Amityville Horror, revisited
April 15, 2005 8:55 PM   Subscribe

The house in Amityville with the fan-shaped windows making an inhuman face is the Godzilla of haunted house movies. The town and current owner of the house where the DeFeo family was murdered try to downplay (registration required) its signficance. The trademark windows in the original have been replaced to disguise its identity, and lawsuits force studios to use a house-double. Although latest remake claims the status of "true story," the case has been widely dismissed as a hoax and the 2005 film has even rased the ire of George Lutz for how he is portrayed as the haunted father-figure. Other people involved in the case including convicted murder DeFeo are unhappy with the new attention. Still, the story has its true believers and psychics who argue the debunkers have their own agenda. Then again, Texas Chainsaw Massacre was also claimed by the same production company to be "inspired by a true story."
posted by KirkJobSluder (12 comments total)
 
"inspired by a true story" is a bit tricky when it comes to Texas Chainsaw Massacre, as parts of it were inspired by Ed Gein's life, Manson, etc.

I don't care if they market it as a true story or not, Hollywood just needs to stop remaking movies and come up with some original ideas for a change.
posted by pemdasi at 9:49 PM on April 15, 2005


I saw the original movie AND read the book... I was in grade school at the time.

The only thing going for "The Amityville Horror" was the fact that it was supposedly true... that has since been debunked, and therefore it loses my interest. As a horror story goes, the original version was really, really dull. However, as a gullible kid in the early 80s, I spent many hours FREAKED OUT about the house in Amityville.

"The Amityville Horror" was like "The Blair Witch Project" of the 80s, and I give them both credit for freaking the hell out of me at the time, even though they weren't real. I'm a horror fan, so I love that... I don't mind being tricked, but please, don't expect me to fall for the same trick twice.
posted by BoringPostcards at 9:56 PM on April 15, 2005


The music is creepy, other than that...meh.
posted by hojoki at 10:27 PM on April 15, 2005


For the longest time I thought Amity (of Jaws fame) and Amityville were one in the same.

A house haunted by the ghost of a shark. That'd get me to shell out 10 bucks.
posted by unsupervised at 11:39 PM on April 15, 2005


For the longest time I thought Amity (of Jaws fame) and Amityville were one in the same.

They almost are. While the movie Jaws is set on "Amity Island" and filmed on Martha's Vineyard, the book is set on loverly Lon Gisland, home to Amityville, among other towns.
posted by ROU_Xenophobe at 12:14 AM on April 16, 2005


25000 flies.
posted by blendor at 12:15 AM on April 16, 2005


I used to hang out in the backyard of this house when it was between owners, soon after the original movie came out. The thing that always struck me was how the gangs of kids that hung out there never recognized that real horror that happened in the house had nothing to do with red-eyed pigs and flies. Somebody murdered their entire family. That's the only thing that gave me chills about the Amityville house.

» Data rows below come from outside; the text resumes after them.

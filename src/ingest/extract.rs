// src/ingest/extract.rs
//! Pulls announcement text out of the service-interruptions page.
//!
//! The page lists each notice as an anchor carrying a marker class
//! (`a.w3-leftbar` today). If the markup changes the extractor simply
//! finds nothing; that is not an error.

use anyhow::{anyhow, Result};
use metrics::{counter, histogram};
use scraper::{Html, Selector};

use super::{normalize_text, Announcement};

#[derive(Debug, Clone)]
pub struct AnnouncementExtractor {
    selector: Selector,
    css: String,
}

impl AnnouncementExtractor {
    pub fn new(css: &str) -> Result<Self> {
        let selector = Selector::parse(css)
            .map_err(|e| anyhow!("invalid announcement selector {css:?}: {e:?}"))?;
        Ok(Self {
            selector,
            css: css.to_string(),
        })
    }

    pub fn css(&self) -> &str {
        &self.css
    }

    /// Text of every matching element, trimmed, in document order.
    /// Elements with no text are skipped.
    pub fn extract(&self, html: &str) -> Vec<Announcement> {
        let t0 = std::time::Instant::now();
        let document = Html::parse_document(html);

        let out: Vec<Announcement> = document
            .select(&self.selector)
            .map(|el| normalize_text(&el.text().collect::<String>()))
            .filter(|t| !t.is_empty())
            .collect();

        histogram!("watch_parse_ms").record(t0.elapsed().as_secs_f64() * 1_000.0);
        counter!("watch_announcements_total").increment(out.len() as u64);
        out
    }
}
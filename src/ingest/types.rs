// src/ingest/types.rs
use anyhow::Result;

/// One extracted notice. Identity is the exact text.
pub type Announcement = String;

/// Something that can hand back the raw announcement page.
#[async_trait::async_trait]
pub trait PageSource: Send + Sync {
    async fn fetch_page(&self) -> Result<String>;
    fn name(&self) -> &str;
}
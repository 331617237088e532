//! Output assembly.

use ndarray::{s, Array2};

use crate::config::MetafeatureConfig;
use crate::generator::generate;
use crate::table::{FeatureTable, Metafeatures, OutputTable, TableError};

/// Lay out `target | features | metafeatures` column-wise.
///
/// Values are copied unchanged. Output names are the target name, the
/// feature names, then the metafeature names, so `names.len()` always equals
/// the output column count.
pub fn assemble(
    table: &FeatureTable,
    metafeatures: Metafeatures,
) -> Result<OutputTable, TableError> {
    let num_rows = table.num_rows();
    let num_features = table.num_features();
    let Metafeatures {
        names: derived_names,
        values: derived,
    } = metafeatures;

    if derived.nrows() != num_rows {
        return Err(TableError::RowMismatch {
            target: num_rows,
            features: derived.nrows(),
        });
    }
    if derived_names.len() != derived.ncols() {
        return Err(TableError::NameMismatch {
            columns: derived.ncols(),
            names: derived_names.len(),
        });
    }

    let first_derived = 1 + num_features;
    let mut values = Array2::zeros((num_rows, first_derived + derived.ncols()));
    values.column_mut(0).assign(&table.target());
    values.slice_mut(s![.., 1..first_derived]).assign(&table.features());
    values.slice_mut(s![.., first_derived..]).assign(&derived);

    let mut names = table.column_names();
    names.extend(derived_names);

    Ok(OutputTable { names, values })
}

/// Generate metafeatures for `table` and assemble the full output.
pub fn expand(
    table: &FeatureTable,
    config: &MetafeatureConfig,
) -> Result<OutputTable, TableError> {
    let metafeatures = generate(table.features(), table.feature_names(), config)?;
    assemble(table, metafeatures)
}
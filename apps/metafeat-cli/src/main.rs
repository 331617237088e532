//! metafeat binary
//!
//! Usage: `metafeat <input_file> <op1> [op2] [op3] [op4]`, where each op is
//! one of `mul`, `div`, `add`, `sub`.

use std::process::ExitCode;

use clap::Parser;
use tracing_subscriber::EnvFilter;

use metafeat_cli::{run, Args};

fn main() -> ExitCode {
    // Initialize logging
    tracing_subscriber::fmt()
        .with_env_filter(
            EnvFilter::try_from_default_env().unwrap_or_else(|_| EnvFilter::new("info")),
        )
        .with_writer(std::io::stderr)
        .init();

    let args = Args::parse();

    match run(&args) {
        Ok(summary) => {
            println!("{}", summary.message());
            ExitCode::SUCCESS
        }
        Err(e) => {
            tracing::error!("{}", e);
            ExitCode::FAILURE
        }
    }
}
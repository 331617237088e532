//! Data reader trait and common types
//!
//! The `DataReader` trait provides a uniform interface for reading tables
//! from the supported file formats.

use crate::schema::{infer_type, parse_column, ColumnDescriptor, DataColumn, DataSchema};
use metafeat_core::TableError;
use std::path::Path;
use thiserror::Error;

/// Errors that can occur during I/O operations
#[derive(Debug, Error)]
pub enum IoError {
    #[error("File not found: {0}")]
    FileNotFound(String),

    #[error("Failed to open file: {0}")]
    OpenFailed(String),

    #[error("Invalid format: {0}")]
    InvalidFormat(String),

    #[error("Column not found: {0}")]
    ColumnNotFound(String),

    #[error("Non-numeric value {value:?} in column '{column}' at row {row}")]
    NonNumeric {
        column: String,
        row: usize,
        value: String,
    },

    #[error("Invalid table: {0}")]
    Table(#[from] TableError),

    #[error("I/O error: {0}")]
    Io(String),
}

impl From<std::io::Error> for IoError {
    fn from(e: std::io::Error) -> Self {
        IoError::Io(e.to_string())
    }
}

/// Result type for I/O operations
pub type IoResult<T> = Result<T, IoError>;

/// Trait for reading tables from various formats
pub trait DataReader {
    /// Read the schema (column names, types, record count)
    fn read_schema(&self) -> IoResult<DataSchema>;

    /// Read a single column by position
    fn read_column_at(&self, index: usize) -> IoResult<DataColumn>;
}

/// A boxed reader for dynamic dispatch
pub type BoxedReader = Box<dyn DataReader>;

/// Open a file and return an appropriate reader
///
/// The format is auto-detected from the file extension.
pub fn open_file(path: impl AsRef<Path>) -> IoResult<BoxedReader> {
    let path = path.as_ref();
    if !path.exists() {
        return Err(IoError::FileNotFound(path.display().to_string()));
    }

    let extension = path
        .extension()
        .map(|s| s.to_string_lossy().to_lowercase())
        .unwrap_or_default();

    match extension.as_str() {
        "csv" => {
            use crate::csv_reader::CsvReader;
            Ok(Box::new(CsvReader::open(path)?))
        }

        "tsv" | "tab" => {
            use crate::csv_reader::CsvReader;
            Ok(Box::new(CsvReader::open_with_delimiter(path, b'\t')?))
        }

        #[cfg(feature = "xlsx")]
        "xlsx" | "xlsm" | "xlsb" | "xls" | "ods" => {
            use crate::xlsx_reader::XlsxReader;
            Ok(Box::new(XlsxReader::open(path)?))
        }

        _ => Err(IoError::InvalidFormat(format!(
            "Unknown file extension: {}",
            extension
        ))),
    }
}

/// A fully loaded table of raw cell text, shared by the concrete readers.
#[derive(Debug, Clone)]
pub(crate) struct CellGrid {
    schema: DataSchema,
    columns: Vec<Vec<String>>,
}

impl CellGrid {
    /// Build from a header and row-major records.
    ///
    /// Every record must have exactly one cell per header column.
    pub(crate) fn from_records(
        headers: Vec<String>,
        records: Vec<Vec<String>>,
    ) -> IoResult<Self> {
        if headers.is_empty() {
            return Err(IoError::InvalidFormat("table has no columns".to_string()));
        }

        let mut columns: Vec<Vec<String>> =
            vec![Vec::with_capacity(records.len()); headers.len()];
        for (row, record) in records.into_iter().enumerate() {
            if record.len() != headers.len() {
                return Err(IoError::InvalidFormat(format!(
                    "row {} has {} fields, expected {}",
                    row + 1,
                    record.len(),
                    headers.len()
                )));
            }
            for (column, value) in columns.iter_mut().zip(record) {
                column.push(value);
            }
        }

        let num_records = columns.first().map(Vec::len).unwrap_or(0);
        let descriptors = headers
            .into_iter()
            .zip(&columns)
            .map(|(name, values)| ColumnDescriptor::new(name, infer_type(values)))
            .collect();

        Ok(Self {
            schema: DataSchema::new(descriptors, num_records),
            columns,
        })
    }

    pub(crate) fn schema(&self) -> &DataSchema {
        &self.schema
    }

    pub(crate) fn column_at(&self, index: usize) -> IoResult<DataColumn> {
        let desc = self
            .schema
            .columns
            .get(index)
            .ok_or_else(|| IoError::ColumnNotFound(format!("#{}", index)))?;
        Ok(parse_column(&self.columns[index], desc.dtype))
    }
}
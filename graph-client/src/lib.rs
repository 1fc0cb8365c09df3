//! Client for a REST-style social graph API.
//!
//! [`GraphClient`] issues authenticated requests (fetch, multi-fetch,
//! connections, posts, comments, likes, deletes, search) and decodes the
//! responses into [`GraphObject`]s. [`FixtureManager`] tracks objects that a
//! test scenario creates so they are deleted when the scenario ends.

pub mod api_client;
pub mod config;
pub mod credentials;
pub mod error;
pub mod fixtures;
pub mod object;
pub mod retry;

pub use api_client::GraphClient;
pub use config::Config;
pub use credentials::{load_access_token, AccessToken, CredentialsError, TestingData};
pub use error::{ErrorContext, ErrorKind, GraphError, Operation};
pub use fixtures::{with_fixtures, CleanupFailure, CleanupReport, FixtureManager};
pub use object::{Attachment, Connection, GraphObject, ObjectBatch, Paging};
pub use retry::RetryPolicy;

They aren't lying when they say "based on a true story;" they are just being disingenuous by not saying which part of the story it's based on.

The Lutzes tried to capitalize on a family tragedy. That should have haunted them all their days. Apparently not, as Lutz is bitching up a storm about how he wasn't consulted for the new version.
posted by grey_flap at 5:50 AM on April 16, 2005



posted by strawberryviagra at 6:29 AM on April 16, 2005


I was going to say the exact same thing about Lutz, grey_flap. I don't think that you get to make up stories to capitalize on another family's tragedy and then whine about not being portrayed in exactly the light you would like.
posted by LittleMissCranky at 7:03 AM on April 16, 2005


That movie scared the shit out of me when I was a kid. But it also bothered me on some logical level: I couldn't quite figure out why, and then I heard a comedian (no clue who, Richard Pryor? Eddie Murphy back in SNL days?) riff on it and I got it - why would anyone stay in a house with blood dripping down the basement walls and a voice breathing GET OUT at them? I don't care if I had to go live in a cardboard box on the side of the interstate - I'd cut my losses, take my kids and leave. Who would stick around and keep on trying to exorcise the place?
posted by mygothlaundry at 11:00 PM on April 16, 2005


Interesting bit about the house by an FMU dj who's from Amityville (scroll down to March 31).
posted by scratch at 6:54 AM on April 18, 2005


I couldn't quite figure out why, and then I heard a comedian (no clue who, Richard Pryor? Eddie Murphy back in SNL days?) riff on it and I got it - why would anyone stay in a house with blood dripping down the basement walls and a voice breathing GET OUT at them?